Film de François Ozon (2025)

Je trouve le film globalement inégal, avec quelques percées réussies sur un fond franchement moyen.


La photographie offre des plans sympas (la scène de la guillotine !), même si je me demande si le noir/blanc n’aplanit pas et ne fait pas perdre une bonne partie de la dimension sensible/sensualiste de Camus, dans ses descriptions des paysages Algériens et de la mer… Mais Ozon se rattrape avec les plans sur les corps. De mes souvenirs de lecture, je trouve qu’Ozon offre une interprétation plus politique et sociale de L’Etranger, soulignant l’ancrage colonial et le fossé entre les deux prismes de lecture, colon et colonisé (si cela peut nous écarter du Camus de L’Etranger, c’est sans doute heureux ?).


J’ai trouvé la seconde moitié du film, à partir du procès, plus intéressante (mais trop longue) que la première, qui pèche à mon goût par une caricature de Camus (j’y reviens toujours, mea culpa) : on prend le soleil, l’absurde, et on déroule. (Je trouve notamment que le soleil, la chaleur et la lumière, qui m’avaient semblé si écrasants dans le livre, n’apparaissent que trop peu dans le film. Certes, le contraste noir/blanc court tout du long, mais l’importance du soleil, au moment du meurtre, me paraît précipitée : ça prend Meursault d’un coup, là où je me serais attendu à quelque chose de plus subtile et progressif, comme le laissait penser le gros plan sur l’ampoule de la maison de retraite.) Bref, Ozon en dit souvent trop.


C’est sans doute facile à dire, mais ça manque je trouve de continuité, l’esprit de l’œuvre n’est pas assez diffus tout du long mais perce au contraire à quelques moments, forcément trop fort, et frise presque le ridicule (l’aveuglement dans le reflet du couteau ?!).

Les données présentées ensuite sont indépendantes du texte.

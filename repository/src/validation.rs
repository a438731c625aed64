//! Block validator chain.
//!
//! The ingestion loop runs every candidate block through an ordered
//! collection of validators before handing it to the repository. Each
//! validator checks one rule; the chain appends every failure so the caller
//! sees the full list, not just the first.

use thiserror::Error;

use crate::block::Block;

#[derive(Debug, Error, Clone, PartialEq, Eq)]
#[error("{0}")]
pub struct ValidationError(pub String);

/// A single validation rule.
pub trait BlockValidator: Send + Sync {
    fn validate(&self, block: &Block) -> Result<(), ValidationError>;
}

/// Closures are validators.
impl<F> BlockValidator for F
where
    F: Fn(&Block) -> Result<(), ValidationError> + Send + Sync,
{
    fn validate(&self, block: &Block) -> Result<(), ValidationError> {
        self(block)
    }
}

/// An ordered collection of validators.
#[derive(Default)]
pub struct ValidatorChain {
    validators: Vec<Box<dyn BlockValidator>>,
}

impl ValidatorChain {
    pub fn new() -> Self {
        Self::default()
    }

    /// Append a validator; validators run in insertion order.
    pub fn push(&mut self, validator: Box<dyn BlockValidator>) {
        self.validators.push(validator);
    }

    /// Run every validator, collecting all failures in order. An empty
    /// result means the block passed.
    pub fn validate(&self, block: &Block) -> Vec<ValidationError> {
        let mut errors = Vec::new();
        for validator in &self.validators {
            if let Err(e) = validator.validate(block) {
                errors.push(e);
            }
        }
        errors
    }
}
//! Cooperative cancellation for batched lookups.

use std::sync::atomic::{AtomicBool, Ordering};
use std::sync::Arc;

/// A cloneable cancellation flag.
///
/// Clones share the same state: cancelling any clone cancels them all.
/// `BlockRepository::get_transactions_by_ids` polls the token between
/// per-id lookups and aborts with a distinguished error once it is set.
#[derive(Clone, Debug, Default)]
pub struct CancellationToken {
    cancelled: Arc<AtomicBool>,
}

impl CancellationToken {
    pub fn new() -> Self {
        Self::default()
    }

    /// Request cancellation.
    pub fn cancel(&self) {
        self.cancelled.store(true, Ordering::Relaxed);
    }

    pub fn is_cancelled(&self) -> bool {
        self.cancelled.load(Ordering::Relaxed)
    }
}

#[cfg(test)]
mod tests {
    use super::*;

    #[test]
    fn starts_uncancelled() {
        assert!(!CancellationToken::new().is_cancelled());
    }

    #[test]
    fn cancel_is_observed_by_clones() {
        let token = CancellationToken::new();
        let clone = token.clone();
        token.cancel();
        assert!(clone.is_cancelled());
    }
}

J’ai un gros doute sur l’utilisation de la musique, dont on aurait peut-être pu se passer pour rendre le monde encore plus silencieux et proprement insignifiant (mais encore une fois, qui suis-je pour dire ça ??). Les dialogues de la seconde moitié, plus nombreux et substantiels, ont parfois tendance à faire un peu gros, mais la beauté de la langue arrange ça bien.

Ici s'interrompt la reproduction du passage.